(Collected data entries)

****************

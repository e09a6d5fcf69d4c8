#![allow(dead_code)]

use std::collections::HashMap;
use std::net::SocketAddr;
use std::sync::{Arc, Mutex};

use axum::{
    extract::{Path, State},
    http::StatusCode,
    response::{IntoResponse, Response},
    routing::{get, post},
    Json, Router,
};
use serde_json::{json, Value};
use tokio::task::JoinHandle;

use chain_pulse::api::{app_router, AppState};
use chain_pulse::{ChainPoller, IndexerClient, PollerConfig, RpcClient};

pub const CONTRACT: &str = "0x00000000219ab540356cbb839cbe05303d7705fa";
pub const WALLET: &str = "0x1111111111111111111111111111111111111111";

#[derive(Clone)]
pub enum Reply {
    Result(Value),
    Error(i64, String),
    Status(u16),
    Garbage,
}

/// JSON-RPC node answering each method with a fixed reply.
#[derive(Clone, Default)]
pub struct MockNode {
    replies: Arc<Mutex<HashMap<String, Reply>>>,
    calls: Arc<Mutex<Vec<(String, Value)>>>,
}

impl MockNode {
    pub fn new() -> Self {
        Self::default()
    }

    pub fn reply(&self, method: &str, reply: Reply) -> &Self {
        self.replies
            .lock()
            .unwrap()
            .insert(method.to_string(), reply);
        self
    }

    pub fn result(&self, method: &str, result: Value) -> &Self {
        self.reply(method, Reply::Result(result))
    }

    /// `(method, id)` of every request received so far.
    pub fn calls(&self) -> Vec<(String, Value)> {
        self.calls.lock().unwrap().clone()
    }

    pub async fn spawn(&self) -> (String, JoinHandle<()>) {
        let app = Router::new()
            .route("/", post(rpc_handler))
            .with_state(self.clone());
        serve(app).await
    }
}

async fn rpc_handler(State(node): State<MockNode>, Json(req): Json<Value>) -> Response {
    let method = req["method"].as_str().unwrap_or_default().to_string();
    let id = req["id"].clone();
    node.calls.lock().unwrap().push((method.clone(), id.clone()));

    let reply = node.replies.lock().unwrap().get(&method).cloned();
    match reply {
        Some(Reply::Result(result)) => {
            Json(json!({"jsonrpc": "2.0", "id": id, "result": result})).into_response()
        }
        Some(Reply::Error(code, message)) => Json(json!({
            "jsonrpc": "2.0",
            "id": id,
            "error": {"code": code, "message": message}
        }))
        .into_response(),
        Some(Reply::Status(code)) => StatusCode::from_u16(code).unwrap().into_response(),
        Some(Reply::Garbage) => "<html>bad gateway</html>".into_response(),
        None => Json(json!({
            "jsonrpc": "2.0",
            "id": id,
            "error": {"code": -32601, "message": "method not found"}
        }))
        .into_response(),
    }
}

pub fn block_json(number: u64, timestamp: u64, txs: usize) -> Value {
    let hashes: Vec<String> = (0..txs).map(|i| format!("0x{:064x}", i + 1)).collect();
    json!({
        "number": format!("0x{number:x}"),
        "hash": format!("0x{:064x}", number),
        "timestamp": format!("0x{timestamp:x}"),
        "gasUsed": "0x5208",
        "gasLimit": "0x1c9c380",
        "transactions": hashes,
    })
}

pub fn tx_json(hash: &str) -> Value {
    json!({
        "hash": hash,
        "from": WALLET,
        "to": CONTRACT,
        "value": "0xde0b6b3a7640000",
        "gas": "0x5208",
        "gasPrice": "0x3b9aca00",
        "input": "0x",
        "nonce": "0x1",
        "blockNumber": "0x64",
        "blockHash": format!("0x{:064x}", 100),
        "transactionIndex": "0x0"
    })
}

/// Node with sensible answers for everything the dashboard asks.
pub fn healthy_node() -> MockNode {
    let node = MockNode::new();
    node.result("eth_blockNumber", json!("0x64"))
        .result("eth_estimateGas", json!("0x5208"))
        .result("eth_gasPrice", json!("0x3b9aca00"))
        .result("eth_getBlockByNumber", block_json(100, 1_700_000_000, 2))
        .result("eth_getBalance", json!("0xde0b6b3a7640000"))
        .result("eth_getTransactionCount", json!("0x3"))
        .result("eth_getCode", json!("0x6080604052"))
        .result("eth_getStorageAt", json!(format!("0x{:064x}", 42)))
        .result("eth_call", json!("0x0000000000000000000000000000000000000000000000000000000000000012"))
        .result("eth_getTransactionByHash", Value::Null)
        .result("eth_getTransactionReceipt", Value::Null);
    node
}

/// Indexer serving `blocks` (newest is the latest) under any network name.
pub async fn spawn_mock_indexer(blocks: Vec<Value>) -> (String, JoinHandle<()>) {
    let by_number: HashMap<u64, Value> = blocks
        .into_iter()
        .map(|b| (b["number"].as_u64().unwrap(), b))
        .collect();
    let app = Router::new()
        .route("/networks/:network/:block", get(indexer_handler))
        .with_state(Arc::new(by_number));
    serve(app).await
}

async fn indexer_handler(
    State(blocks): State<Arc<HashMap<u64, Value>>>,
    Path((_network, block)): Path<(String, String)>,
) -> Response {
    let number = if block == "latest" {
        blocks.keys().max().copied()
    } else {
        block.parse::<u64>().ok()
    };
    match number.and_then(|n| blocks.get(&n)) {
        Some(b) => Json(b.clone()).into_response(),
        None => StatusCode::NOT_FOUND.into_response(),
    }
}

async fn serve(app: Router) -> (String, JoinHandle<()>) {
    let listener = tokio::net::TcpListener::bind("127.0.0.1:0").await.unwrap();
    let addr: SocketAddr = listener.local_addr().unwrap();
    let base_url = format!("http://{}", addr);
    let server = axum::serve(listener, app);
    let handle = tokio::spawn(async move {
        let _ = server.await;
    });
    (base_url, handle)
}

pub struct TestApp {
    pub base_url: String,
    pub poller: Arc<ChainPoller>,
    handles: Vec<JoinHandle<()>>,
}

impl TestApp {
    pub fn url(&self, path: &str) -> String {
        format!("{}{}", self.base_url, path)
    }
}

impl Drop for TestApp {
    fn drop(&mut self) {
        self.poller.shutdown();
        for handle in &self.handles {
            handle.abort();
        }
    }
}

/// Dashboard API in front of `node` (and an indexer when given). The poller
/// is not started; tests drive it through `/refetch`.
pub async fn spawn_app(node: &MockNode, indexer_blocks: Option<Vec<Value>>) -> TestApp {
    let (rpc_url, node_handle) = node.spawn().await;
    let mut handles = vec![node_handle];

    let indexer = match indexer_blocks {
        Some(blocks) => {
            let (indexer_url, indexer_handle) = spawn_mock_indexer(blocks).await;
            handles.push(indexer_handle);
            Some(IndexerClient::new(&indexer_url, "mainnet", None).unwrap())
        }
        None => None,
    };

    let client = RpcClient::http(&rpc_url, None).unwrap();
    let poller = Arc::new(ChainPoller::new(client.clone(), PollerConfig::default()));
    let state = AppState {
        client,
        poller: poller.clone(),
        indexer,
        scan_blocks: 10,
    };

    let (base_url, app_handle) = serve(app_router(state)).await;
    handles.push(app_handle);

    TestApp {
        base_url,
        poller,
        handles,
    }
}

****************

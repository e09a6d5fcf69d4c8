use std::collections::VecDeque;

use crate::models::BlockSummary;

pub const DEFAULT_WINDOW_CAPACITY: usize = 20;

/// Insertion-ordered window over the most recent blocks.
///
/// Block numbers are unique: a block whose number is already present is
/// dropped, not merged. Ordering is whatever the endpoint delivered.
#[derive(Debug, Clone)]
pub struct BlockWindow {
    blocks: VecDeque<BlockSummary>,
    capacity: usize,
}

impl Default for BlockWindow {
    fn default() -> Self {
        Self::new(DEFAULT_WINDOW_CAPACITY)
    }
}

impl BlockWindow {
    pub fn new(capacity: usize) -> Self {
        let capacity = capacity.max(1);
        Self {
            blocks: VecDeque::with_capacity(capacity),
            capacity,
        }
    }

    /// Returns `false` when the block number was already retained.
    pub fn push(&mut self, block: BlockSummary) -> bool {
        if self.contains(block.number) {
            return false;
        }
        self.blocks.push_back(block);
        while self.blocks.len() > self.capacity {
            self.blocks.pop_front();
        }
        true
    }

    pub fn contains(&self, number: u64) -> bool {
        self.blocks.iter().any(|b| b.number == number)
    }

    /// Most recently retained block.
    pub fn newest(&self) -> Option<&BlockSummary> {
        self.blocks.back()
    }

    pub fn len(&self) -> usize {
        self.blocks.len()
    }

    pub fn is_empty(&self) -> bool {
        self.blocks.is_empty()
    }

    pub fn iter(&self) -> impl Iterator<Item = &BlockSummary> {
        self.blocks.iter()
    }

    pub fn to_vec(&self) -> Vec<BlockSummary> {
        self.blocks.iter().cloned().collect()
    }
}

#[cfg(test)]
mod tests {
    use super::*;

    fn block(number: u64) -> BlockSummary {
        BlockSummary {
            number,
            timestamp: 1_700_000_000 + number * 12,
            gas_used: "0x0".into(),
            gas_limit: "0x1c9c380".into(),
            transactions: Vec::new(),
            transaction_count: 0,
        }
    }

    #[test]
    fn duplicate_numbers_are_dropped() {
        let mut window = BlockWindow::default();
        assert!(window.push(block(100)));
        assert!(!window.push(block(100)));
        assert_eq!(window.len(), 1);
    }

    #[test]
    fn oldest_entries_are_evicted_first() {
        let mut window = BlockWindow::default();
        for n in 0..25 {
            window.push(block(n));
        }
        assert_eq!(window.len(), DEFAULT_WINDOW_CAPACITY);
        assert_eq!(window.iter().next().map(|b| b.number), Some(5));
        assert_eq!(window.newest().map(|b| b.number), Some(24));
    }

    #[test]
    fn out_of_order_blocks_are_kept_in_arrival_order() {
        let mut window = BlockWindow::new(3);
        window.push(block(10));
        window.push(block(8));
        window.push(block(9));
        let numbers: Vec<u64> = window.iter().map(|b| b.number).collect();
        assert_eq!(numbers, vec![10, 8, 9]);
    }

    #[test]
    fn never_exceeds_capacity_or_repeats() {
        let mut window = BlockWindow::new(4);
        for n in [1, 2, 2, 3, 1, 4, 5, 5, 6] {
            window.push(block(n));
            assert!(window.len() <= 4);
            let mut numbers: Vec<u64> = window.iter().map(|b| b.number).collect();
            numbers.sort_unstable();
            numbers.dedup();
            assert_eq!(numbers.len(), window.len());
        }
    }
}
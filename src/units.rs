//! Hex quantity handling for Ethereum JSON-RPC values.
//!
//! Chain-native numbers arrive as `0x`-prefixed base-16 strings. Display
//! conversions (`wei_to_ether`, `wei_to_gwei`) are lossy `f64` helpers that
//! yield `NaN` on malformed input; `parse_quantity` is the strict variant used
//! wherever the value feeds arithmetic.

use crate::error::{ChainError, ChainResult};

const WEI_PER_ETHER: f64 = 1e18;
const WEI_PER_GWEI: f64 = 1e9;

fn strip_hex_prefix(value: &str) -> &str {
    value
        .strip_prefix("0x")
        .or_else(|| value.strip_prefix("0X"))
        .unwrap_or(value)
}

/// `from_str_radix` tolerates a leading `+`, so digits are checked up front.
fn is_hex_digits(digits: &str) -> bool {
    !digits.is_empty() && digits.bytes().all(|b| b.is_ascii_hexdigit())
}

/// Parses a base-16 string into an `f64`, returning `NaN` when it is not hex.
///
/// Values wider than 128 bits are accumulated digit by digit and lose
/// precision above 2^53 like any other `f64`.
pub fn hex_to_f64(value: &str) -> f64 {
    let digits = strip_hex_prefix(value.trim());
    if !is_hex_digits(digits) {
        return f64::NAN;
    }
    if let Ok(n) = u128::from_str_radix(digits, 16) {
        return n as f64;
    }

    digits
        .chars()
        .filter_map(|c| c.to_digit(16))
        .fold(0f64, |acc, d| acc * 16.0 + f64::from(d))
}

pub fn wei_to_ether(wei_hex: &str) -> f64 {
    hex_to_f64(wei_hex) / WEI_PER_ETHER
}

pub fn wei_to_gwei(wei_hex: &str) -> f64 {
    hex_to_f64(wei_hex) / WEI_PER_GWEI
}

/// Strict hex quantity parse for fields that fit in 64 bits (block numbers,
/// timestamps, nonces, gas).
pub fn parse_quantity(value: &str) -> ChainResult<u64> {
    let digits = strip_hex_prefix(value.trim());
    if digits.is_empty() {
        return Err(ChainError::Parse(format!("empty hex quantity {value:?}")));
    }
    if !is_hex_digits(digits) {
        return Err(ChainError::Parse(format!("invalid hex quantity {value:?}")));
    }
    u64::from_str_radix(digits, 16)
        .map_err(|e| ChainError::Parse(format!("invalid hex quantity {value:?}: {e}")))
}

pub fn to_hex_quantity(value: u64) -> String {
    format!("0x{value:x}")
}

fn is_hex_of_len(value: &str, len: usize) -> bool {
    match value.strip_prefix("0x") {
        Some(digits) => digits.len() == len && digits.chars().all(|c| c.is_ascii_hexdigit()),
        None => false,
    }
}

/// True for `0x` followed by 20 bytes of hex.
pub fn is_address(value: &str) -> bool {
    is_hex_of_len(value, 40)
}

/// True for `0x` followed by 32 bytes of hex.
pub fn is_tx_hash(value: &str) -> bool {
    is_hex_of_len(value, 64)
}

****************

* **About this task**
Only the lines above starting at the line that holds "fn block(number: u64)" and ending at the line that holds "value feeds arithmetic." are to be repeated, exactly and in full.

* **Solution for this task**
    fn block(number: u64) -> BlockSummary {
        BlockSummary {
            number,
            timestamp: 1_700_000_000 + number * 12,
            gas_used: "0x0".into(),
            gas_limit: "0x1c9c380".into(),
            transactions: Vec::new(),
            transaction_count: 0,
        }
    }

    #[test]
    fn duplicate_numbers_are_dropped() {
        let mut window = BlockWindow::default();
        assert!(window.push(block(100)));
        assert!(!window.push(block(100)));
        assert_eq!(window.len(), 1);
    }

    #[test]
    fn oldest_entries_are_evicted_first() {
        let mut window = BlockWindow::default();
        for n in 0..25 {
            window.push(block(n));
        }
        assert_eq!(window.len(), DEFAULT_WINDOW_CAPACITY);
        assert_eq!(window.iter().next().map(|b| b.number), Some(5));
        assert_eq!(window.newest().map(|b| b.number), Some(24));
    }

    #[test]
    fn out_of_order_blocks_are_kept_in_arrival_order() {
        let mut window = BlockWindow::new(3);
        window.push(block(10));
        window.push(block(8));
        window.push(block(9));
        let numbers: Vec<u64> = window.iter().map(|b| b.number).collect();
        assert_eq!(numbers, vec![10, 8, 9]);
    }

    #[test]
    fn never_exceeds_capacity_or_repeats() {
        let mut window = BlockWindow::new(4);
        for n in [1, 2, 2, 3, 1, 4, 5, 5, 6] {
            window.push(block(n));
            assert!(window.len() <= 4);
            let mut numbers: Vec<u64> = window.iter().map(|b| b.number).collect();
            numbers.sort_unstable();
            numbers.dedup();
            assert_eq!(numbers.len(), window.len());
        }
    }
}
filename src/units.rs
//! Hex quantity handling for Ethereum JSON-RPC values.
//!
//! Chain-native numbers arrive as `0x`-prefixed base-16 strings. Display
//! conversions (`wei_to_ether`, `wei_to_gwei`) are lossy `f64` helpers that
//! yield `NaN` on malformed input; `parse_quantity` is the strict variant used
//! wherever the value feeds arithmetic.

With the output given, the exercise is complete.